Wolfgang Leppmann

Location 
Siegmunds Hof 1
District
Hansaviertel
Stone was laid
15 June 2018
Born
22 October 1902 in Berlin
Occupation
Historiker und Slawist
Verhaftet
09 December 1942 in Untersuchungsgefängnis Moabit
Verhaftet
1943 to 06 May 1943 in Strafgefangenenlager Rollwald
Verhaftet
06 May 1943 to September 1943 in Polizeigefängnis Berlin
Deportation
in September 1943 to Auschwitz
Murdered
14 September 1943 in Auschwitz
Born at Berlin, Germany, 22 October 1902; died at Auschwitz (Oswiecim), Poland, 14 September 1943. He attended the Empress Augusta Gymnasium and the Mommsen Gymnasium in Berlin. An interest in Slavic language and literature was stimulated by contact with Pyotr Michaelovich Argutinski-Dolgorukov, a Russian pediatrician of noble roots who was married to a cousin of Agnes Leppmann. Wolfgang attended Friedrich Wilhelm University in Berlin, the University of Göttingen, Charles University in Prague, and the University of Vienna. It is reported that he had speaking fluency in Russian, English, French, Italian, Polish, Serbian, and Czech. He wrote extensively on Eastern European affairs and maintained a close relationship to the German Society for the Study of Eastern Europe (Deutsche Gesellschaft für das Studium Osteuropas).

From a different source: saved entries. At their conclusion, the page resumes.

//! Post-training dynamic int8 quantization of exported graphs.
//!
//! Weights are quantized once, symmetrically per tensor. Activations are
//! quantized at run time by `DynamicQuantizeLinear`, so no calibration data
//! is needed.

use std::collections::{HashMap, HashSet};
use std::fs;
use std::path::{Path, PathBuf};

use log::info;

use super::proto::{data_type, AttributeProto, GraphProto, ModelProto, NodeProto, TensorProto};
use crate::error::{PipelineError, Result};

#[derive(Debug, Clone, Copy, PartialEq, Eq)]
pub struct QuantizeOptions {
    /// Also store `Gather` embedding tables as int8.
    pub quantize_embeddings: bool,
}

impl Default for QuantizeOptions {
    fn default() -> Self {
        Self { quantize_embeddings: true }
    }
}

#[derive(Debug, Clone, PartialEq)]
pub struct QuantizationSummary {
    pub source: PathBuf,
    pub path: PathBuf,
    pub quantized_matmuls: usize,
    pub quantized_gathers: usize,
    pub source_bytes: u64,
    pub quantized_bytes: u64,
}

impl QuantizationSummary {
    pub fn size_ratio(&self) -> f64 {
        if self.source_bytes == 0 {
            return 0.0;
        }
        self.quantized_bytes as f64 / self.source_bytes as f64
    }
}

/// Symmetric per-tensor int8 quantization: `q = round(w / scale)` with
/// `scale = max|w| / 127`, clamped to `[-127, 127]`. An all-zero tensor
/// gets scale 1.
pub fn quantize_symmetric(values: &[f32]) -> (Vec<i8>, f32) {
    let max = values.iter().fold(0f32, |m, v| m.max(v.abs()));
    let scale = if max > 0.0 { max / 127.0 } else { 1.0 };
    let quantized = values
        .iter()
        .map(|v| (v / scale).round().clamp(-127.0, 127.0) as i8)
        .collect();
    (quantized, scale)
}

/// Quantizes the graph at `export_path` and writes it to `quantized_path`.
pub fn quantize<P: AsRef<Path>, Q: AsRef<Path>>(export_path: P, quantized_path: Q) -> Result<QuantizationSummary> {
    quantize_with(export_path, quantized_path, QuantizeOptions::default())
}

pub fn quantize_with<P: AsRef<Path>, Q: AsRef<Path>>(
    export_path: P,
    quantized_path: Q,
    options: QuantizeOptions,
) -> Result<QuantizationSummary> {
    let (source, path) = (export_path.as_ref(), quantized_path.as_ref());
    let mut model = ModelProto::read(source)?;
    let graph = model
        .graph
        .take()
        .ok_or_else(|| PipelineError::InvalidGraph(format!("{:?} has no graph", source)))?;

    let quantized = quantize_graph(&graph, options)?;
    model.graph = Some(quantized.graph);
    model.write(path)?;

    let summary = QuantizationSummary {
        source: source.to_path_buf(),
        path: path.to_path_buf(),
        quantized_matmuls: quantized.matmuls,
        quantized_gathers: quantized.gathers,
        source_bytes: fs::metadata(source)?.len(),
        quantized_bytes: fs::metadata(path)?.len(),
    };
    info!(
        "Quantized {} MatMul and {} Gather nodes: {:?} ({} bytes) -> {:?} ({} bytes)",
        summary.quantized_matmuls,
        summary.quantized_gathers,
        summary.source,
        summary.source_bytes,
        summary.path,
        summary.quantized_bytes
    );
    Ok(summary)
}

pub struct QuantizedGraph {
    pub graph: GraphProto,
    pub matmuls: usize,
    pub gathers: usize,
}

struct QuantizedWeight {
    values: String,
    scale: String,
    zero_point: String,
}

struct Rewriter<'a> {
    initializers: HashMap<&'a str, &'a TensorProto>,
    weights: HashMap<String, QuantizedWeight>,
    added: Vec<TensorProto>,
    nodes: Vec<NodeProto>,
}

impl<'a> Rewriter<'a> {
    /// The float matrix initializer named `name`, if there is one.
    fn float_matrix(&self, name: Option<&String>) -> Option<&'a TensorProto> {
        let tensor = *self.initializers.get(name?.as_str())?;
        (tensor.dims.len() == 2 && tensor.data_type == Some(data_type::FLOAT)).then_some(tensor)
    }

    fn quantized_weight(&mut self, tensor: &TensorProto) -> Result<&QuantizedWeight> {
        let name = tensor.name().to_string();
        if !self.weights.contains_key(&name) {
            let values = tensor
                .to_f32()
                .ok_or_else(|| PipelineError::InvalidGraph(format!("{} is not a float tensor", name)))?;
            let (q, scale) = quantize_symmetric(&values);
            let weight = QuantizedWeight {
                values: format!("{}_quantized", name),
                scale: format!("{}_scale", name),
                zero_point: format!("{}_zero_point", name),
            };
            self.added.push(TensorProto::int8(&weight.values, &tensor.dims, &q));
            self.added.push(TensorProto::float32(&weight.scale, &[], &[scale]));
            self.added.push(TensorProto::int8(&weight.zero_point, &[], &[0]));
            self.weights.insert(name.clone(), weight);
        }
        self.weights
            .get(&name)
            .ok_or_else(|| PipelineError::InvalidGraph(format!("lost quantized weight {}", name)))
    }

    /// `y = x W` becomes
    /// `DynamicQuantizeLinear(x) -> MatMulInteger(x_q, W_q) -> Cast -> Mul(x_scale * W_scale)`.
    fn rewrite_matmul(&mut self, node: &NodeProto, weight: &TensorProto) -> Result<()> {
        let (input, output) = match (node.input.first(), node.output.first()) {
            (Some(i), Some(o)) => (i.clone(), o.clone()),
            _ => return Err(PipelineError::InvalidGraph(format!("malformed MatMul {:?}", node.name))),
        };
        let (w_values, w_scale) = {
            let w = self.quantized_weight(weight)?;
            (w.values.clone(), w.scale.clone())
        };
        let x_q = format!("{}/x_quantized", output);
        let x_scale = format!("{}/x_scale", output);
        let x_zero = format!("{}/x_zero_point", output);
        let product = format!("{}/int_product", output);
        let product_f = format!("{}/float_product", output);
        let scale = format!("{}/scale", output);

        self.nodes.push(NodeProto::new(
            "DynamicQuantizeLinear",
            &format!("{}/quantize_input", output),
            &[&input],
            &[&x_q, &x_scale, &x_zero],
        ));
        self.nodes.push(NodeProto::new(
            "MatMulInteger",
            &format!("{}/matmul_integer", output),
            &[&x_q, &w_values, &x_zero],
            &[&product],
        ));
        self.nodes.push(
            NodeProto::new("Cast", &format!("{}/cast", output), &[&product], &[&product_f])
                .with_attribute(AttributeProto::int("to", data_type::FLOAT as i64)),
        );
        self.nodes.push(NodeProto::new(
            "Mul",
            &format!("{}/combine_scales", output),
            &[&x_scale, &w_scale],
            &[&scale],
        ));
        self.nodes
            .push(NodeProto::new("Mul", &format!("{}/rescale", output), &[&product_f, &scale], &[&output]));
        Ok(())
    }

    /// Gathers rows of the int8 table and dequantizes only those rows.
    fn rewrite_gather(&mut self, node: &NodeProto, table: &TensorProto) -> Result<()> {
        let output = node
            .output
            .first()
            .cloned()
            .ok_or_else(|| PipelineError::InvalidGraph(format!("malformed Gather {:?}", node.name)))?;
        let (values, scale, zero_point) = {
            let w = self.quantized_weight(table)?;
            (w.values.clone(), w.scale.clone(), w.zero_point.clone())
        };
        let gathered = format!("{}/quantized", output);

        let mut gather = node.clone();
        gather.input[0] = values;
        gather.output = vec![gathered.clone()];
        self.nodes.push(gather);
        self.nodes.push(NodeProto::new(
            "DequantizeLinear",
            &format!("{}/dequantize", output),
            &[&gathered, &scale, &zero_point],
            &[&output],
        ));
        Ok(())
    }
}

/// Rewrites every `MatMul` whose right operand is a float matrix
/// initializer, and (optionally) every `Gather` over one.
pub fn quantize_graph(graph: &GraphProto, options: QuantizeOptions) -> Result<QuantizedGraph> {
    let mut rewriter = Rewriter {
        initializers: graph.initializer.iter().map(|t| (t.name(), t)).collect(),
        weights: HashMap::new(),
        added: Vec::new(),
        nodes: Vec::with_capacity(graph.node.len()),
    };
    let (mut matmuls, mut gathers) = (0, 0);

    for node in &graph.node {
        match node.op_type() {
            "MatMul" => {
                if let Some(weight) = rewriter.float_matrix(node.input.get(1)) {
                    rewriter.rewrite_matmul(node, weight)?;
                    matmuls += 1;
                    continue;
                }
            }
            "Gather" if options.quantize_embeddings => {
                if let Some(table) = rewriter.float_matrix(node.input.first()) {
                    rewriter.rewrite_gather(node, table)?;
                    gathers += 1;
                    continue;
                }
            }
            _ => {}
        }
        rewriter.nodes.push(node.clone());
    }

    let Rewriter { added, nodes, .. } = rewriter;
    let used: HashSet<&str> = nodes.iter().flat_map(|n| n.input.iter().map(String::as_str)).collect();
    let mut initializer: Vec<TensorProto> = graph
        .initializer
        .iter()
        .filter(|t| used.contains(t.name()))
        .cloned()
        .collect();
    initializer.extend(added);

    Ok(QuantizedGraph {
        graph: GraphProto {
            node: nodes,
            initializer,
            ..graph.clone()
        },
        matmuls,
        gathers,
    })
}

In the middle 1930s, difficulties with the National Socialist regime arose primarily around the focus of a son whose paternity Wolfgang never disclaimed. Charges of Rassenschande (“racial defilement”) were made against him, and after an elaborate (if obviously pro forma) trial, he was convicted. He was initially imprisoned within the conventional German prison system, but objections that this was an inappropriate assignment for a “full Jew” led to his deportation to Auschwitz.
The mother of his son was Charlotte Schick (born at Berlin, Germany, 14 July 1910, daughter of Arthur Friedrich and Johanna Hedwig (Futterlich) Schick).